2.2 Appointment and Removal by the DRB

   The DRB may appoint other RBridges on the link through inclusion of
   one or more Appointed Forwarders sub-TLVs [RFCtisis] in a TRILL Hello
   it sends on the Designated VLAN out the port that won the DRB
   election. When the DRB sends any appointments in a TRILL Hello, it
   must send all appointments for that link in that Hello. Any previous
   appointment not included is implicitly revoked.

   The DRB MUST NOT send any appointments on a link unless its DRB
   inhibition timer (see Section 3) for that link is expired.

   How the DRB decides what other RBridges on the link, if any, to
   appoint forwarder for which VLANs is beyond the scope of this
   document.



2.2.1 Processing Forwarder Appointments

   When a non-DRB RBridge that can offer end station service on a link
   receives a TRILL Hello that is not discarded for one of the reasons
   given in [RFCadj], it checks the source MAC address and the Port ID
   and System ID in the Hello to determine if it is from the winning DRB
   port. If it is not from that port, any Appointed Forwarder sub-TLVs
   in the Hello are ignored and there is no change in the receiving
   RBridges Appointed Forwarder status. Also, if no Appointed Forwarder
   sub-TLVs are present in the TRILL Hello, there is no change in the
   receiver's Appointed Forwarder status.
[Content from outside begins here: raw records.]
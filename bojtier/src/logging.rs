use tracing_subscriber::EnvFilter;

/// Environment variable holding the log filter (`EnvFilter` syntax).
pub const LOG_ENV: &str = "BOJTIER_LOG";

const DEFAULT_FILTER: &str = "warn";

/// Install the stderr subscriber. Normal runs only surface warnings.
pub fn init() {
    let filter = EnvFilter::try_from_env(LOG_ENV).unwrap_or_else(|_| EnvFilter::new(DEFAULT_FILTER));

    // A subscriber installed earlier (tests) wins
    let _ = tracing_subscriber::fmt()
        .with_env_filter(filter)
        .with_writer(std::io::stderr)
        .with_ansi(false)
        .with_target(true)
        .try_init();
}
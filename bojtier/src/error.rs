use optparse::{ParseError, RegistryError};

use crate::arguments::Command;

#[derive(Debug, thiserror::Error)]
pub enum BojtierError {
    #[error("No specific command")]
    NoCommand,

    #[error("Unknown command '{0}'.")]
    UnknownCommand(String),

    #[error("{source}")]
    Register {
        command: Command,
        #[source]
        source: RegistryError,
    },

    #[error("{source}")]
    Parse {
        command: Command,
        #[source]
        source: ParseError,
    },

    /// The arguments parsed but do not make a valid invocation.
    #[error("{message}")]
    Usage { command: Command, message: String },
}

impl BojtierError {
    /// Command whose help accompanies the error, if any.
    pub fn command(&self) -> Option<Command> {
        match self {
            BojtierError::NoCommand | BojtierError::UnknownCommand(_) => None,
            BojtierError::Register { command, .. }
            | BojtierError::Parse { command, .. }
            | BojtierError::Usage { command, .. } => Some(*command),
        }
    }
}

pub type Result<T> = std::result::Result<T, BojtierError>;
#[cfg(test)]
mod tests {
    use super::*;

    fn dir_yes() -> Registry {
        Registry::new([
            OptionSpec::param("dir").short('d'),
            OptionSpec::flag("yes").short('y'),
        ])
        .unwrap()
    }

    fn run(registry: &Registry, args: &[&str]) -> Result<ParseResult> {
        parse(registry, args)
    }

    fn tokens(args: &[&str]) -> Result<Vec<Token>> {
        tokenize(args).collect()
    }

    // ── Group 1: registration ─────────────────────────────────────

    #[test]
    fn register_unique_options() {
        let reg = Registry::new([
            OptionSpec::param("dir").short('d'),
            OptionSpec::flag("yes").short('y'),
            OptionSpec::flag("verbose"),
            OptionSpec::param("Zone").short('Z'),
        ])
        .unwrap();
        assert!(reg.is_initialized());
        assert_eq!(reg.len(), 4);
        let names: Vec<&str> = reg.iter().map(|s| s.long_name()).collect();
        assert_eq!(names, vec!["dir", "yes", "verbose", "Zone"]);
        assert_eq!(reg.lookup_short('d').unwrap().long_name(), "dir");
        assert_eq!(reg.lookup_short('Z').unwrap().long_name(), "Zone");
        assert!(reg.lookup_short('z').is_none());
        assert!(reg.lookup_long("verbose").unwrap().short_name().is_none());
    }

    #[test]
    fn register_empty_table() {
        let reg = Registry::new(Vec::<OptionSpec>::new()).unwrap();
        assert!(reg.is_initialized());
        assert!(reg.is_empty());
    }

    #[test]
    fn register_duplicate_long_name_keeps_prefix() {
        let mut reg = Registry::default();
        let err = reg
            .register([
                OptionSpec::flag("a"),
                OptionSpec::flag("b"),
                OptionSpec::flag("a"),
                OptionSpec::flag("c"),
            ])
            .unwrap_err();
        assert_eq!(err, RegistryError::DuplicateName("a".to_string()));
        assert!(reg.lookup_long("a").is_some());
        assert!(reg.lookup_long("b").is_some());
        assert!(reg.lookup_long("c").is_none());
        assert!(!reg.is_initialized());
    }

    #[test]
    fn register_invalid_short_name() {
        let mut reg = Registry::default();
        let err = reg
            .register([OptionSpec::flag("help").short('?')])
            .unwrap_err();
        assert_eq!(err, RegistryError::InvalidShortName('?'));
        // Inserted by long name before the short name was rejected
        assert!(reg.lookup_long("help").is_some());
    }

    #[test]
    fn register_digit_short_name_is_invalid() {
        let err = Registry::new([OptionSpec::flag("one").short('1')]).unwrap_err();
        assert_eq!(err.code(), INVALID_SHORT_NAME);
    }

    #[test]
    fn register_duplicated_short_name() {
        let err = Registry::new([
            OptionSpec::param("dir").short('d'),
            OptionSpec::flag("debug").short('d'),
        ])
        .unwrap_err();
        assert_eq!(err, RegistryError::DuplicatedShortName('d'));
    }

    #[test]
    fn short_names_are_case_sensitive() {
        let reg = Registry::new([
            OptionSpec::flag("lower").short('x'),
            OptionSpec::flag("upper").short('X'),
        ])
        .unwrap();
        assert_eq!(reg.lookup_short('x').unwrap().long_name(), "lower");
        assert_eq!(reg.lookup_short('X').unwrap().long_name(), "upper");
    }

    #[test]
    fn register_replaces_previous_table() {
        let mut reg = dir_yes();
        reg.register([OptionSpec::flag("code").short('c')]).unwrap();
        assert_eq!(reg.len(), 1);
        assert!(reg.lookup_long("dir").is_none());
        assert!(reg.lookup_short('y').is_none());
        assert!(reg.lookup_short('c').is_some());
    }

    #[test]
    fn successful_register_after_failure_reinitializes() {
        let mut reg = Registry::default();
        assert!(reg
            .register([OptionSpec::flag("a"), OptionSpec::flag("a")])
            .is_err());
        assert_eq!(run(&reg, &[]).unwrap_err(), ParseError::NotInitialized);
        reg.register([OptionSpec::flag("a")]).unwrap();
        assert!(run(&reg, &["--aa"]).is_err());
        assert!(run(&reg, &[]).is_ok());
    }

    // ── Group 2: tokenizer ────────────────────────────────────────

    #[test]
    fn tokenize_each_kind() {
        assert_eq!(
            tokens(&["file", "-abc", "--dir", "--"]).unwrap(),
            vec![
                Token::Positional("file".to_string()),
                Token::ShortCluster("abc".to_string()),
                Token::LongOption("dir".to_string()),
                Token::EndOfOptions,
            ]
        );
    }

    #[test]
    fn tokenize_skips_empty_arguments() {
        assert_eq!(
            tokens(&["", "x", ""]).unwrap(),
            vec![Token::Positional("x".to_string())]
        );
    }

    #[test]
    fn tokenize_multibyte_long_name() {
        assert_eq!(
            tokens(&["--é"]).unwrap(),
            vec![Token::LongOption("é".to_string())]
        );
        let reg = Registry::new([OptionSpec::flag("é")]).unwrap();
        let result = parse(&reg, ["--é"]).unwrap();
        assert!(result.is_present("é"));
    }

    #[test]
    fn tokenize_keeps_whitespace_only_argument() {
        assert_eq!(
            tokens(&[" "]).unwrap(),
            vec![Token::Positional(" ".to_string())]
        );
    }

    #[test]
    fn tokenize_bare_dash_is_malformed() {
        assert_eq!(
            tokens(&["-"]).unwrap_err(),
            ParseError::OptionNameError("-".to_string())
        );
    }

    #[test]
    fn tokenize_single_letter_long_name_is_malformed() {
        assert_eq!(
            tokens(&["--x"]).unwrap_err(),
            ParseError::OptionNameError("--x".to_string())
        );
    }

    #[test]
    fn tokenize_triple_dash_is_long_option() {
        assert_eq!(
            tokens(&["---"]).unwrap(),
            vec![Token::LongOption("-".to_string())]
        );
    }

    #[test]
    fn tokenize_is_lazy() {
        let mut stream = tokenize(["ok", "-", "never"]);
        assert_eq!(
            stream.next(),
            Some(Ok(Token::Positional("ok".to_string())))
        );
        assert!(matches!(stream.next(), Some(Err(_))));
    }

    // ── Group 3: parser scenarios ─────────────────────────────────

    #[test]
    fn empty_input() {
        let res = run(&dir_yes(), &[]).unwrap();
        assert!(res.options.is_empty());
        assert!(res.positionals.is_empty());
    }

    #[test]
    fn separate_parameter_and_flag() {
        let res = run(&dir_yes(), &["-d", "./x", "-y"]).unwrap();
        assert_eq!(res.value("dir"), Some("./x"));
        assert!(res.is_present("yes"));
        assert_eq!(res.option("yes").unwrap().value, None);
        assert!(res.positionals.is_empty());
    }

    #[test]
    fn long_option_with_parameter() {
        let res = run(&dir_yes(), &["--dir", "p", "extra"]).unwrap();
        assert_eq!(res.options.len(), 1);
        assert_eq!(res.value("dir"), Some("p"));
        assert_eq!(res.positionals(), ["extra"]);
    }

    #[test]
    fn cluster_remainder_is_parameter() {
        let res = run(&dir_yes(), &["-dsuffix"]).unwrap();
        assert_eq!(res.value("dir"), Some("suffix"));
        assert!(res.positionals.is_empty());
    }

    #[test]
    fn cluster_remainder_is_not_reinterpreted() {
        let res = run(&dir_yes(), &["-dy"]).unwrap();
        assert_eq!(res.value("dir"), Some("y"));
        assert!(!res.is_present("yes"));
    }

    #[test]
    fn cluster_flags_then_parameter() {
        let res = run(&dir_yes(), &["-yd", "out"]).unwrap();
        assert!(res.is_present("yes"));
        assert_eq!(res.value("dir"), Some("out"));
    }

    #[test]
    fn cluster_remainder_keeps_non_alpha() {
        let res = run(&dir_yes(), &["-d../a b"]).unwrap();
        assert_eq!(res.value("dir"), Some("../a b"));
    }

    #[test]
    fn positional_order_preserved() {
        let res = run(&dir_yes(), &["a", "-y", "b", "--dir", "x", "c"]).unwrap();
        assert_eq!(res.positionals(), ["a", "b", "c"]);
    }

    #[test]
    fn repeated_option_last_wins() {
        let res = run(&dir_yes(), &["-d", "first", "--dir", "second", "-yy"]).unwrap();
        assert_eq!(res.value("dir"), Some("second"));
        assert_eq!(res.options.len(), 2);
    }

    #[test]
    fn flag_never_has_value() {
        for args in [&["-y"][..], &["--yes"][..], &["-yy", "v"][..], &["-y", "v"][..]] {
            let res = run(&dir_yes(), args).unwrap();
            assert_eq!(res.option("yes").unwrap().value, None, "{:?}", args);
        }
    }

    #[test]
    fn parameter_may_look_like_anything_positional() {
        let res = run(&dir_yes(), &["--dir", "yes"]).unwrap();
        assert_eq!(res.value("dir"), Some("yes"));
    }

    // ── Group 4: end of options ───────────────────────────────────

    #[test]
    fn lone_end_of_options() {
        let res = run(&dir_yes(), &["--"]).unwrap();
        assert!(res.options.is_empty());
        assert!(res.positionals.is_empty());
    }

    #[test]
    fn second_end_of_options_is_dropped() {
        let res = run(&dir_yes(), &["--", "a", "--", "b"]).unwrap();
        assert_eq!(res.positionals(), ["a", "b"]);
    }

    #[test]
    fn options_after_end_of_options_are_literal() {
        let res = run(&dir_yes(), &["--", "--dir", "x"]).unwrap();
        assert!(res.options.is_empty());
        assert_eq!(res.positionals(), ["--dir", "x"]);
    }

    #[test]
    fn short_cluster_after_end_of_options_is_literal() {
        let res = run(&dir_yes(), &["-y", "--", "-y", "-zq"]).unwrap();
        assert!(res.is_present("yes"));
        assert_eq!(res.positionals(), ["-y", "-zq"]);
    }

    #[test]
    fn end_of_options_cannot_be_a_parameter() {
        assert_eq!(
            run(&dir_yes(), &["-d", "--", "x"]).unwrap_err(),
            ParseError::ParameterMissing("-d".to_string())
        );
    }

    // ── Group 5: parse errors ─────────────────────────────────────

    #[test]
    fn unknown_short_option() {
        assert_eq!(
            run(&dir_yes(), &["-z"]).unwrap_err(),
            ParseError::UnknownOption("-z".to_string())
        );
    }

    #[test]
    fn unknown_short_in_cluster() {
        assert_eq!(
            run(&dir_yes(), &["-yq"]).unwrap_err(),
            ParseError::UnknownOption("-q".to_string())
        );
    }

    #[test]
    fn unknown_long_option() {
        assert_eq!(
            run(&dir_yes(), &["--directory", "x"]).unwrap_err(),
            ParseError::UnknownOption("--directory".to_string())
        );
    }

    #[test]
    fn name_value_syntax_is_not_supported() {
        assert_eq!(
            run(&dir_yes(), &["--dir=x"]).unwrap_err(),
            ParseError::UnknownOption("--dir=x".to_string())
        );
    }

    #[test]
    fn non_alpha_in_cluster_is_malformed() {
        assert_eq!(
            run(&dir_yes(), &["-y1"]).unwrap_err(),
            ParseError::OptionNameError("-1".to_string())
        );
    }

    #[test]
    fn short_parameter_missing_at_end() {
        assert_eq!(
            run(&dir_yes(), &["-d"]).unwrap_err(),
            ParseError::ParameterMissing("-d".to_string())
        );
    }

    #[test]
    fn long_parameter_followed_by_option() {
        assert_eq!(
            run(&dir_yes(), &["--dir", "-y"]).unwrap_err(),
            ParseError::ParameterMissing("--dir".to_string())
        );
    }

    #[test]
    fn malformed_token_reported_before_unknown_option() {
        assert_eq!(
            run(&dir_yes(), &["-z", "-"]).unwrap_err(),
            ParseError::OptionNameError("-".to_string())
        );
    }

    #[test]
    fn uninitialized_registry() {
        assert_eq!(
            run(&Registry::default(), &["x"]).unwrap_err(),
            ParseError::NotInitialized
        );
    }

    // ── Group 6: error reporter ───────────────────────────────────

    #[test]
    fn describe_register_codes() {
        assert_eq!(describe(CallSite::Register, 1), "Option name duplicated");
        assert_eq!(describe(CallSite::Register, 2), "Option short name duplicated");
        assert_eq!(describe(CallSite::Register, 3), "Invalid short name");
        assert_eq!(describe(CallSite::Register, 0), "Unknown Error");
        assert_eq!(describe(CallSite::Register, 4), "Unknown Error");
        assert_eq!(describe(CallSite::Register, -1), "Unknown Error");
    }

    #[test]
    fn describe_parse_codes() {
        assert_eq!(describe(CallSite::Parse, -1), "Parser has not been initialized");
        assert_eq!(describe(CallSite::Parse, 1), "Invalid option name");
        assert_eq!(describe(CallSite::Parse, 2), "Illegal Error (DQUOTE_ERROR)");
        assert_eq!(describe(CallSite::Parse, 3), "Unknown option name");
        assert_eq!(describe(CallSite::Parse, 4), "Missing parameter");
        assert_eq!(describe(CallSite::Parse, 0), "Unknown Error");
        assert_eq!(describe(CallSite::Parse, 5), "Unknown Error");
        assert_eq!(describe(CallSite::Parse, -2), "Unknown Error");
        assert_eq!(describe(CallSite::Parse, i32::MAX), "Unknown Error");
    }

    #[test]
    fn typed_errors_agree_with_table() {
        let errors = [
            ParseError::NotInitialized,
            ParseError::OptionNameError("-".to_string()),
            ParseError::UnknownOption("-z".to_string()),
            ParseError::ParameterMissing("-d".to_string()),
        ];
        for e in &errors {
            assert_eq!(e.call_site(), CallSite::Parse);
            assert!(e.to_string().starts_with(e.describe()), "{}", e);
            assert_ne!(e.describe(), "Unknown Error");
        }

        let errors = [
            RegistryError::DuplicateName("a".to_string()),
            RegistryError::DuplicatedShortName('a'),
            RegistryError::InvalidShortName('?'),
        ];
        for e in &errors {
            assert_eq!(e.call_site(), CallSite::Register);
            assert!(e.to_string().starts_with(e.describe()), "{}", e);
        }
    }
}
   However, if the TRILL Hello is from the winning DRB port and the
   Hello includes one or more Appointed Forwarder sub-TLVs and none of
   these sub-TLVs appoints the receiving RBridge, then it loses all
   Appointed Forwarder status and is no longer Appointed Forwarder for
   any VLAN. If one or more Appointed Forwarder sub-TLVs are present
   that appoint the receiving RBridge in a Hello from the winning port
   they are handled as described below.

   An appointment in an Appointed Forwarder sub-TLV is for a specific
   RBridge and a contiguous interval of VLAN IDs; however, it actually


R. Perlman, et al                                               [Page 7]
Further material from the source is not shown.